Apathy Towards Centralized Data
(click image for larger view)
Apathy Toward Centralized Data
The bottom line is that it has long been more convenient to have master data replicated across the enterprise, allowing it to reside with multiple business applications, than to design and implement centralized data hubs.

As shown in the timeline at right, our decades-long apathy toward centralized data and focus on infrastructure, process/business logic, and presentation layers has been hurting us whenever we try to get a hold of the fragmented view of business-critical master data. We keep finding that there is no easy way to get a unified view of the business when we try to promote growth through cross-selling and up-selling and when we try to extract business efficiencies from current operations. The adverse effects are felt the most in the customer and product data domains, but businesses have been feeling the same pinch in other critical areas, including partners/suppliers, contracts, locations/shipping and so on.

Enter MDM


MDM has been around for a while now, earnestly so for the last five or six years. The recent spate of consolidation in MDM, with IBM acquiring Initiate and Informatica acquiring Siperian, confirms market growth and also indicates a trend toward MDM as a multi-domain discipline. Early master data initiatives had a limited focus on customers (often called CDI, for Customer Data Integration) or products/services (often called PMI, for Product Management Information).

Given the pervasive nature of the data management problem that MDM tries to address, it would seem natural that most enterprises would automatically have an interest in applying MDM solutions. But MDM isn't really for everyone. First, MDM's appeal all depends on the complexity of the landscape of applications and how master data is strewn among them. Second, not every business can make a legitimate business case for using MDM to drive growth, operational efficiency, and ease of regulatory compliance.

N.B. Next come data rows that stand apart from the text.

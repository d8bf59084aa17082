//! Macros for defining typed ID types.

/// Macro to define a typed ID with a specific prefix.
///
/// This generates a newtype wrapper around ULID with:
/// - A `PREFIX` constant
/// - `new()` to generate a fresh ID
/// - `parse()` to parse from string
/// - `Display` and `FromStr` implementations
/// - `Serialize` and `Deserialize` implementations
/// - `Ord`, `Hash`, and other standard traits
///
/// # Example
///
/// ```ignore
/// define_id!(TaskToken, "stg");
///
/// let token = TaskToken::new();
/// let parsed: TaskToken = "stg_01HV4Z2WQXKJNM8GPQY6VBKC3D".parse()?;
/// ```
#[macro_export]
macro_rules! define_id {
    ($name:ident, $prefix:literal) => {
        /// A typed ID.
        #[derive(Debug, Clone, Copy, PartialEq, Eq, PartialOrd, Ord, Hash)]
        pub struct $name($crate::Ulid);

        impl $name {
            /// The prefix for this ID type.
            pub const PREFIX: &'static str = $prefix;

            /// Creates a new ID with a fresh ULID.
            #[must_use]
            pub fn new() -> Self {
                Self($crate::Ulid::new())
            }

            /// Returns the underlying ULID.
            #[must_use]
            pub const fn ulid(&self) -> $crate::Ulid {
                self.0
            }

            /// Parses an ID from a string.
            ///
            /// The string must be in the format `{prefix}_{ulid}`.
            pub fn parse(s: &str) -> Result<Self, $crate::IdError> {
                if s.is_empty() {
                    return Err($crate::IdError::Empty);
                }

                let Some((prefix, ulid_str)) = s.split_once('_') else {
                    return Err($crate::IdError::MissingSeparator);
                };

                if prefix != Self::PREFIX {
                    return Err($crate::IdError::InvalidPrefix {
                        expected: Self::PREFIX,
                        actual: prefix.to_string(),
                    });
                }

                let ulid = ulid_str
                    .parse::<$crate::Ulid>()
                    .map_err(|e| $crate::IdError::InvalidUlid(e.to_string()))?;

                Ok(Self(ulid))
            }
        }

        impl Default for $name {
            fn default() -> Self {
                Self::new()
            }
        }

        impl std::fmt::Display for $name {
            fn fmt(&self, f: &mut std::fmt::Formatter<'_>) -> std::fmt::Result {
                write!(f, "{}_{}", Self::PREFIX, self.0)
            }
        }

        impl std::str::FromStr for $name {
            type Err = $crate::IdError;

            fn from_str(s: &str) -> Result<Self, Self::Err> {
                Self::parse(s)
            }
        }

        impl serde::Serialize for $name {
            fn serialize<S>(&self, serializer: S) -> Result<S::Ok, S::Error>
            where
                S: serde::Serializer,
            {
                serializer.serialize_str(&self.to_string())
            }
        }

        impl<'de> serde::Deserialize<'de> for $name {
            fn deserialize<D>(deserializer: D) -> Result<Self, D::Error>
            where
                D: serde::Deserializer<'de>,
            {
                let s = String::deserialize(deserializer)?;
                Self::parse(&s).map_err(serde::de::Error::custom)
            }
        }
    };
}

Qualifying enterprises cross the spectrum of vertical industries, including financial services, chemicals, energy and natural resources, healthcare, automotive/manufacturing, retail and the public sector. Requirements revolve around customers/citizens/patients, suppliers, locations, products, pricing, contracts, assets and so on. In these and other verticals, companies that could benefit the most from MDM have a combination of the following requirements:

• Greater compliance and privacy obligations such as Sarbanes-Oxley (SOX), Basel II, Basel III and meaningful use
• Portfolios of broad, retail-oriented offerings that can benefit from cross/up sell.
• A complex supplier network that can benefit from a consolidated view of transactions
• Multiple data-entry and data-transfer channels that require a centralized data-quality and governance process, including activities related to data cleansing and authorization/validation
• A federated business services strategy based on SOA that demands a complementing data-services strategy using MDM.